Learning From Past Health Pandemics
RENEE MONTAGNE, host:
We turn now to Laurie Garrett. She's written about pandemics in her book, "The Coming Plague: Newly Emerging Diseases in a World Out of Balance." She's a senior fellow for global health at the Council on Foreign Relations, and joins us from New York. Good morning.
Ms. LAURIE GARRETT (Senior Fellow, Council on Foreign Relations; Author, "The Coming Plague: Newly Emerging Diseases in a World Out of Balance"): Good morning.
MONTAGNE: Now as someone who studies epidemics and public health, what information is still missing that you would want to know?
Ms. GARRETT: Well, the big thing we don't know that I would love to know, that we need to know, is how many people in Mexico have been infected. We have a good idea of how many people been hospitalized, and a fair idea of how many may have died, but we don't really know what percentage of the overall epidemic these other two figures represent. So without knowing what the baseline is, what the denominator and the equation is, it's very hard to calculate whether we're looking at something that has a significantly higher potential to kill people than normal flu does, or something that is far more transmissible than normal flu. We don't know.
MONTAGNE: What does the world know, though, both from history and - you know, we've been talking a lot these last few days about the 1918 influenza pandemic and also swine flu in the '70s - and from recent public health crises about, you know, how to respond to an emergency like this?
Ms. GARRETT: The global community in public health, and in particular in the United States, has undergone a pretty good learning curve, a maturation, if you will, over the last, roughly 10 years. This is largely because of our experience with the SARS epidemic. And in addition, in this country, with our experience with the Hurricane Katrina debacle and, of course, 9/11 and anthrax mailings.

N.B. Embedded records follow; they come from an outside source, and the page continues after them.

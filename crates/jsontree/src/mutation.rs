//! Indexed and keyed access to array and object nodes.
//!
//! - Arrays are addressed by [`Key::Index`], objects by [`Key::Name`];
//!   anything else is [`TreeError::InvalidKeyType`].
//! - Reads never fail for a missing child: they yield [`Lookup::Absent`].
//! - Writes replace the current occupant (destroying its subtree) or, for
//!   objects, append a new entry at the end of the insertion order. Array
//!   writes outside `0..len` fail with [`TreeError::IndexOutOfRange`]; use
//!   [`Document::push`] to grow an array.
//!
//! # Ownership transfer
//!
//! Passing an existing node as the value moves it: it is detached from its
//! previous owner (if any) and owned by the target container from then on.
//! The move happens before the old occupant is destroyed, so a node taken
//! from inside the subtree being replaced survives. A node cannot be attached
//! below itself ([`TreeError::CycleDetected`]). Every check runs before the
//! tree is touched, so a failed write leaves it unchanged.

use crate::arena::Payload;
use crate::document::Document;
use crate::error::{Result, TreeError};
use crate::types::{Input, Key, Lookup, NodeId};

/// Where a write lands inside its container.
enum Target<'k> {
    /// Replace the current occupant.
    Replace(NodeId),
    /// Append a new object entry under this key.
    Append(&'k str),
}

impl Document {
    /// Read the child of `container` at `key`.
    ///
    /// A negative or too-large array index yields [`Lookup::Absent`], as does
    /// a missing object key. Key lookup is exact byte equality.
    pub fn get<'k>(&self, container: NodeId, key: impl Into<Key<'k>>) -> Result<Lookup> {
        match self.child(container, key.into())? {
            Some(child) => self.value(child),
            None => Ok(Lookup::Absent),
        }
    }

    /// Write `value` into `container` at `key`.
    ///
    /// See the [module documentation](self) for replace, append and
    /// ownership-transfer rules.
    pub fn set<'k>(
        &mut self,
        container: NodeId,
        key: impl Into<Key<'k>>,
        value: impl Into<Input>,
    ) -> Result<()> {
        let key = key.into();
        let value = value.into();
        let target = self.resolve_target(container, key)?;

        if let Input::Node(node) = value {
            self.check_attachable(container, node)?;
            if matches!(target, Target::Replace(old) if old == node) {
                return Ok(());
            }
        }

        let child = self.materialize(value);
        self.node_mut(child)?.parent = Some(container);
        match target {
            Target::Replace(old) => {
                self.replace_child(container, old, child)?;
                let freed = self.free_subtree(old);
                tracing::trace!(container = %container, ?key, freed, "replaced child");
            }
            Target::Append(name) => {
                if let Payload::Object(entries) = &mut self.node_mut(container)?.payload {
                    entries.push((name.to_string(), child));
                }
                tracing::trace!(container = %container, ?key, "appended entry");
            }
        }
        Ok(())
    }

    /// Append `value` to the end of an array, transferring ownership like
    /// [`set`](Self::set).
    pub fn push(&mut self, array: NodeId, value: impl Into<Input>) -> Result<()> {
        let value = value.into();
        match &self.node(array)?.payload {
            Payload::Array(_) => {}
            other => {
                return Err(TreeError::TypeMismatch {
                    expected: "array",
                    found: other.value_type().name(),
                })
            }
        }
        if let Input::Node(node) = value {
            self.check_attachable(array, node)?;
        }

        let child = self.materialize(value);
        self.node_mut(child)?.parent = Some(array);
        if let Payload::Array(items) = &mut self.node_mut(array)?.payload {
            items.push(child);
        }
        tracing::trace!(array = %array, "pushed item");
        Ok(())
    }

    /// Remove and destroy the child of `container` at `key`.
    ///
    /// Returns `false` if there was no such child. Later array elements shift
    /// down by one.
    pub fn remove<'k>(&mut self, container: NodeId, key: impl Into<Key<'k>>) -> Result<bool> {
        let key = key.into();
        let Some(child) = self.child(container, key)? else {
            return Ok(false);
        };
        self.unlink(child);
        let freed = self.free_subtree(child);
        tracing::trace!(container = %container, ?key, freed, "removed child");
        Ok(true)
    }

    /// The handle of the child at `key`, or `None` if there is none.
    fn child(&self, container: NodeId, key: Key<'_>) -> Result<Option<NodeId>> {
        match (&self.node(container)?.payload, key) {
            (Payload::Array(items), Key::Index(index)) => Ok(usize::try_from(index)
                .ok()
                .and_then(|i| items.get(i))
                .copied()),
            (Payload::Object(entries), Key::Name(name)) => Ok(entries
                .iter()
                .find(|(existing, _)| existing == name)
                .map(|(_, child)| *child)),
            (payload, key) => Err(key_error(payload, key)),
        }
    }

    fn resolve_target<'k>(&self, container: NodeId, key: Key<'k>) -> Result<Target<'k>> {
        match (&self.node(container)?.payload, key) {
            (Payload::Array(items), Key::Index(index)) => usize::try_from(index)
                .ok()
                .and_then(|i| items.get(i))
                .map(|child| Target::Replace(*child))
                .ok_or(TreeError::IndexOutOfRange {
                    index,
                    len: items.len(),
                }),
            (Payload::Object(entries), Key::Name(name)) => Ok(entries
                .iter()
                .find(|(existing, _)| existing == name)
                .map_or(Target::Append(name), |(_, child)| Target::Replace(*child))),
            (payload, key) => Err(key_error(payload, key)),
        }
    }

    /// Reject stale handles and attachments that would create a cycle.
    fn check_attachable(&self, container: NodeId, node: NodeId) -> Result<()> {
        self.node(node)?;
        if self.is_self_or_ancestor(node, container) {
            return Err(TreeError::CycleDetected);
        }
        Ok(())
    }

    /// Turn an input into a detached node ready to be attached.
    fn materialize(&mut self, value: Input) -> NodeId {
        match value {
            Input::Null => self.create_null(),
            Input::Bool(b) => self.create_bool(b),
            Input::Number(n) => self.create_number(n),
            Input::String(s) => self.create_string(s),
            Input::Node(node) => {
                self.unlink(node);
                node
            }
        }
    }

    /// Put `new` in the place `old` occupies inside `container`.
    fn replace_child(&mut self, container: NodeId, old: NodeId, new: NodeId) -> Result<()> {
        let slot = match &mut self.node_mut(container)?.payload {
            Payload::Array(items) => items.iter_mut().find(|child| **child == old),
            Payload::Object(entries) => entries
                .iter_mut()
                .find(|(_, child)| *child == old)
                .map(|(_, child)| child),
            _ => None,
        };
        if let Some(slot) = slot {
            *slot = new;
        }
        Ok(())
    }
}

fn key_error(payload: &Payload, key: Key<'_>) -> TreeError {
    match payload {
        Payload::Array(_) => TreeError::InvalidKeyType {
            container: "array",
            key: key.kind(),
        },
        Payload::Object(_) => TreeError::InvalidKeyType {
            container: "object",
            key: key.kind(),
        },
        other => TreeError::TypeMismatch {
            expected: "array or object",
            found: other.value_type().name(),
        },
    }
}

All these sobering incidents have forced public-health officials and the infrastructure as a whole to take a hard look at itself; rethink how it was responding to new, suspicious outbreaks; and vastly improve the way that all the various pieces of the machinery of public health interact in a crisis.
MONTAGNE: Well, give us an example. Some states, obviously, here in the U.S., have held formal exercises to test out their emergency preparedness for a public-health crisis. Federal government has a formal response plan in place. How does the response so far in the U.S. compare to these ideal scenarios?
Ms. GARRETT: Well, we have not yet been threatened at the level of any of the flu pandemic plans. So fortunately, they've not been yet been put fully to the test. But we do see that every state, every locality in the United States - and this is true in most European countries, Canada, Mexico and certainly in Hong Kong and parts of Asia that experienced the SARS epidemic - there are now plans that try to solve the biggest problem, the biggest weakness we saw in the past, which is, exactly what is the chain of command? Who's in charge? And at what point are the police involved? What point are other kinds of emergency responders involved in both executing plans to control the spread of disease and the decision-making process? And who, ultimately, does everybody answer to?
Now one thing for our government that's made it a little dicey is that we've not had most of our top positions in the federal government filled, starting with the secretary of Health and Human Services. And I see that Senator Gillibrand has issued a rather strong statement, calling upon her colleagues on the other side of the aisle - she being a Democrat from New York - to stop trying to slow down the confirmation of Sebelius for the position of secretary of Health and Human Services.
MONTAGNE: We just have a few seconds left. But, you know, this threat level that's now gone up to four, how worried should people be?
Ms. GARRETT: Well, it's not something that individually makes much of a difference. The big thing is what it means to governments. The governments clearly need to be on a higher state of vigilance, higher state of surveillance, paying closer attention to what's going on in their populations and being prepared to mobilize, if necessary.
MONTAGNE: Thanks very much for joining us.
Ms. GARRETT: Thank you.
MONTAGNE: Laurie Garrett is a senior fellow for global health at the Council on Foreign Relations. She's also author of the book "The Coming Plague: Newly Emerging Diseases in a World Out of Balance."